Fina tak menjawab sepatah katapun, tetapi tiba dia menghambur memeluk Mario. Seluruh wajahnya ditenggelamkan di d**a Mario. Tiba-tiba saja ada rasa hangat di dalam d**a Mario saat ini. Membuat Mario tanpa pikir panjang untuk membalas memeluk tak kalah erat tubuh perempuan yang sangat dicintainya ini. Beberapa saat kemudian Fina menangis sesenggukan dalam rengkuhan Mario.
“Yang Abang butuhkan saat ini adalah jawaban, bukan tangisan,” ucap Mario lirih.
“Aku takut mengecewakan Bang Iyo,” jawab Fina.
“Yang penting itu kamu mau dulu. Selebihnya serahkan pada Allah. Sekali lagi Abang tanya, kamu mau menikah dengan Abang?”
Lama tidak ada jawaban. Dan pada akhirnya dapat dirasakan oleh Mario anggukan Fina dalam dekapannya. Mario membelai rambut hitam dan mengecup puncak kepala Fina. Dihirupnya dalam-dalam aroma shampo wangi daun mint dari rambut perempuan itu.

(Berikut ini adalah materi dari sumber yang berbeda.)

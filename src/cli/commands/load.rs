//! Load command - drive the cache until a pack or item settles

use crate::cli::args::LoadArgs;
use crate::config::Config;
use crate::driver::TickDriver;
use crate::error::{DepotError, DepotResult};
use crate::loader::{FileLoader, PackLoader, Priority, RemoteLoader};
use crate::manifest::PackManifest;
use crate::registry::Registry;
use crate::telemetry::LogObserver;
use console::style;
use std::sync::{Arc, Mutex};
use std::time::Duration;
use tokio::runtime::Runtime;
use tracing::debug;

/// Execute the load command
pub fn execute(args: LoadArgs, config: &Config, runtime: &Runtime) -> DepotResult<()> {
    let manifest_path = args
        .manifest
        .clone()
        .unwrap_or_else(|| config.source.root.join("manifest.json"));
    let manifest = runtime.block_on(PackManifest::from_file(&manifest_path))?;

    let loader: Arc<dyn PackLoader> = if config.source.is_remote() {
        Arc::new(RemoteLoader::new(config.retry.clone()))
    } else {
        Arc::new(FileLoader::new())
    };
    debug!(strategy = loader.strategy_name(), "loader selected");

    let mut registry = Registry::new(
        manifest,
        loader,
        Arc::new(LogObserver),
        config.clone(),
        runtime.handle().clone(),
    );

    let priority = Priority::from(args.priority);
    match args.item.as_deref() {
        Some(item) => {
            let payload = if args.sync {
                registry.load_item_sync(&args.pack, item, priority)?
            } else {
                if !pump_to_completion(&mut registry, |reg, done| {
                    reg.load_item(&args.pack, item, priority, done)
                })? {
                    return Err(DepotError::ItemLoadFailed {
                        pack: args.pack.clone(),
                        item: item.to_string(),
                        reason: "item materialization failed".to_string(),
                    });
                }
                registry
                    .item_payload(&args.pack, item)
                    .ok_or_else(|| DepotError::Internal("settled item has no payload".to_string()))?
            };
            println!(
                "{} {} from {} ({} bytes)",
                style("Loaded").green().bold(),
                item,
                args.pack,
                payload.len()
            );
            if let Some(out) = &args.out {
                std::fs::write(out, &payload)
                    .map_err(|e| DepotError::io(format!("writing {}", out.display()), e))?;
                println!("Wrote {}", out.display());
            }
            registry.release_item(&args.pack, item);
        }
        None => {
            let loaded = if args.sync {
                registry.load_pack_sync(&args.pack, priority)?
            } else {
                pump_to_completion(&mut registry, |reg, done| {
                    reg.load_pack(&args.pack, priority, done)
                })?
            };
            if !loaded {
                return Err(DepotError::PackLoadFailed {
                    pack: args.pack.clone(),
                    reason: "pack image load failed".to_string(),
                });
            }
            let size = registry
                .pack_handle(&args.pack)
                .map(|handle| handle.len())
                .unwrap_or(0);
            println!(
                "{} {} ({} bytes)",
                style("Loaded").green().bold(),
                args.pack,
                size
            );
            registry.release_pack(&args.pack);
        }
    }

    registry.shutdown();
    Ok(())
}

/// Issue a request and run the pump/tick loop until its callback fires
fn pump_to_completion(
    registry: &mut Registry,
    request: impl FnOnce(&mut Registry, Box<dyn FnOnce(bool) + Send>) -> DepotResult<()>,
) -> DepotResult<bool> {
    let settled = Arc::new(Mutex::new(None::<bool>));
    let flag = Arc::clone(&settled);
    request(
        registry,
        Box::new(move |ok| {
            *flag.lock().unwrap_or_else(|e| e.into_inner()) = Some(ok);
        }),
    )?;

    let mut driver = TickDriver::new();
    loop {
        registry.pump();
        registry.tick(driver.delta());
        if let Some(ok) = *settled.lock().unwrap_or_else(|e| e.into_inner()) {
            return Ok(ok);
        }
        std::thread::sleep(Duration::from_millis(5));
    }
}
//! CLI command implementations

pub mod config;
pub mod load;
pub mod manifest;

pub use config::execute as config;
pub use load::execute as load;
pub use manifest::execute as manifest;
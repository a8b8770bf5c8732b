//! Integration tests for depot

mod engine_tests {
    use depot::config::Config;
    use depot::loader::image::encode_pack;
    use depot::loader::{FileLoader, Priority};
    use depot::manifest::PackManifest;
    use depot::registry::Registry;
    use depot::telemetry::NullObserver;
    use std::fs;
    use std::path::Path;
    use std::sync::Arc;
    use tempfile::TempDir;
    use tokio::runtime::Runtime;

    fn write_pack(dir: &Path, name: &str, items: &[(&str, &[u8])]) -> Vec<u8> {
        let entries: Vec<(String, Vec<u8>)> = items
            .iter()
            .map(|(n, d)| (n.to_string(), d.to_vec()))
            .collect();
        let encoded = encode_pack(&entries);
        fs::write(dir.join(name), &encoded).unwrap();
        encoded
    }

    fn registry_for(dir: &TempDir, manifest_json: &str, runtime: &Runtime) -> Registry {
        let manifest =
            PackManifest::parse(manifest_json, &dir.path().join("manifest.json")).unwrap();
        let mut config = Config::default();
        config.source.root = dir.path().to_path_buf();
        Registry::new(
            manifest,
            Arc::new(FileLoader::new()),
            Arc::new(NullObserver),
            config,
            runtime.handle().clone(),
        )
    }

    #[test]
    fn loads_pack_and_item_from_disk() {
        let dir = TempDir::new().unwrap();
        let raw = write_pack(dir.path(), "ui.pack", &[("button.png", b"pixels")]);
        let runtime = Runtime::new().unwrap();
        let mut registry = registry_for(
            &dir,
            r#"{"packs": {"ui": {"path": "ui.pack", "items": ["button.png"]}}}"#,
            &runtime,
        );

        assert!(registry.load_pack_sync("ui", Priority::Normal).unwrap());
        assert_eq!(&registry.pack_handle("ui").unwrap()[..], &raw[..]);

        let payload = registry
            .load_item_sync("ui", "button.png", Priority::Normal)
            .unwrap();
        assert_eq!(&payload[..], b"pixels");
        registry.shutdown();
    }

    #[test]
    fn dependency_chain_loads_from_disk() {
        let dir = TempDir::new().unwrap();
        write_pack(dir.path(), "base.pack", &[("shared.bin", b"shared")]);
        write_pack(dir.path(), "level.pack", &[("map.bin", b"map")]);
        let runtime = Runtime::new().unwrap();
        let mut registry = registry_for(
            &dir,
            r#"{"packs": {
                "level": {"path": "level.pack", "items": ["map.bin"], "dependencies": ["base"]},
                "base": {"path": "base.pack", "items": ["shared.bin"]}
            }}"#,
            &runtime,
        );

        assert!(registry.load_pack_sync("level", Priority::High).unwrap());
        // the dependency came up with it and is held by it
        assert_eq!(registry.pack_refcount("base"), Some(1));

        registry.release_pack("level");
        assert_eq!(registry.pack_refcount("base"), Some(0));
        registry.shutdown();
    }

    #[test]
    fn missing_pack_file_fails_load() {
        let dir = TempDir::new().unwrap();
        let runtime = Runtime::new().unwrap();
        let mut registry = registry_for(
            &dir,
            r#"{"packs": {"ghost": {"path": "ghost.pack"}}}"#,
            &runtime,
        );

        assert!(!registry.load_pack_sync("ghost", Priority::Normal).unwrap());
        registry.shutdown();
    }

    #[test]
    fn checksum_mismatch_fails_load() {
        let dir = TempDir::new().unwrap();
        write_pack(dir.path(), "ui.pack", &[("a", b"data")]);
        let runtime = Runtime::new().unwrap();
        let mut registry = registry_for(
            &dir,
            r#"{"packs": {"ui": {"path": "ui.pack", "sha256": "deadbeef"}}}"#,
            &runtime,
        );

        assert!(!registry.load_pack_sync("ui", Priority::Normal).unwrap());
        registry.shutdown();
    }
}

mod cli_tests {
    use assert_cmd::{cargo::cargo_bin_cmd, Command};
    use depot::loader::image::encode_pack;
    use predicates::prelude::*;
    use std::fs;
    use tempfile::TempDir;

    fn depot() -> Command {
        cargo_bin_cmd!("depot")
    }

    /// Temp source root with a manifest, one pack, and a config file
    /// pointing at it.
    fn fixture() -> (TempDir, std::path::PathBuf) {
        let dir = TempDir::new().unwrap();
        let image = encode_pack(&[("a.bin".to_string(), b"alpha".to_vec())]);
        fs::write(dir.path().join("p.pack"), image).unwrap();
        fs::write(
            dir.path().join("manifest.json"),
            r#"{"packs": {"p": {"path": "p.pack", "items": ["a.bin"]}}}"#,
        )
        .unwrap();
        let config_path = dir.path().join("config.toml");
        fs::write(
            &config_path,
            format!("[source]\nroot = \"{}\"\n", dir.path().display()),
        )
        .unwrap();
        (dir, config_path)
    }

    #[test]
    fn help_displays() {
        depot()
            .arg("--help")
            .assert()
            .success()
            .stdout(predicate::str::contains("Dependency-aware resource pack cache"));
    }

    #[test]
    fn version_displays() {
        depot()
            .arg("--version")
            .assert()
            .success()
            .stdout(predicate::str::contains("depot"));
    }

    #[test]
    fn config_path_honors_override() {
        let dir = TempDir::new().unwrap();
        let path = dir.path().join("depot.toml");
        depot()
            .args(["config", "path"])
            .arg("--config")
            .arg(&path)
            .assert()
            .success()
            .stdout(predicate::str::contains("depot.toml"));
    }

    #[test]
    fn config_show_prints_defaults() {
        let dir = TempDir::new().unwrap();
        depot()
            .args(["config", "show"])
            .arg("--config")
            .arg(dir.path().join("none.toml"))
            .assert()
            .success()
            .stdout(predicate::str::contains("[retain]"));
    }

    #[test]
    fn manifest_validates() {
        let (dir, _config) = fixture();
        depot()
            .arg("manifest")
            .arg(dir.path().join("manifest.json"))
            .assert()
            .success()
            .stdout(predicate::str::contains("1 packs"));
    }

    #[test]
    fn manifest_rejects_cycle() {
        let dir = TempDir::new().unwrap();
        let path = dir.path().join("manifest.json");
        fs::write(
            &path,
            r#"{"packs": {
                "a": {"path": "a.pack", "dependencies": ["b"]},
                "b": {"path": "b.pack", "dependencies": ["a"]}
            }}"#,
        )
        .unwrap();
        depot()
            .arg("manifest")
            .arg(&path)
            .assert()
            .failure()
            .stderr(predicate::str::contains("Invalid manifest"));
    }

    #[test]
    fn load_writes_item_payload() {
        let (dir, config) = fixture();
        let out = dir.path().join("out.bin");
        depot()
            .args(["load", "p", "--item", "a.bin", "--sync"])
            .arg("--out")
            .arg(&out)
            .arg("--config")
            .arg(&config)
            .assert()
            .success()
            .stdout(predicate::str::contains("5 bytes"));
        assert_eq!(fs::read(&out).unwrap(), b"alpha");
    }

    #[test]
    fn load_pack_through_pump_loop() {
        let (_dir, config) = fixture();
        depot()
            .args(["load", "p"])
            .arg("--config")
            .arg(&config)
            .assert()
            .success()
            .stdout(predicate::str::contains("Loaded"));
    }

    #[test]
    fn load_unknown_pack_fails() {
        let (_dir, config) = fixture();
        depot()
            .args(["load", "nope", "--sync"])
            .arg("--config")
            .arg(&config)
            .assert()
            .failure()
            .stderr(predicate::str::contains("Unknown pack"));
    }
}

“Makasih ya, kamu sudah mau memberi kesempatan pada Abang,” ucap Mario sungguh-sungguh.
“Tapi ini semua demi ibuku, Bang Iyo,” jawab Fina berusaha keras menyembunyikan isi hatinya.
“Apa pun alasan kamu, Abang tetap bahagia kamu menerima lamaran tulus dari Abang.”
Fina hanya memberi seulas senyum atas ucapan Mario. Dia tidak tahu mesti merespon apa keputusannya ini. Sebuah doa dipanjatkan oleh Fina detik itu juga. Memohon agar Mario diberi kesabaran tiada batas, saat menghadapinya dalam situasi apa pun di masa yang akan datang.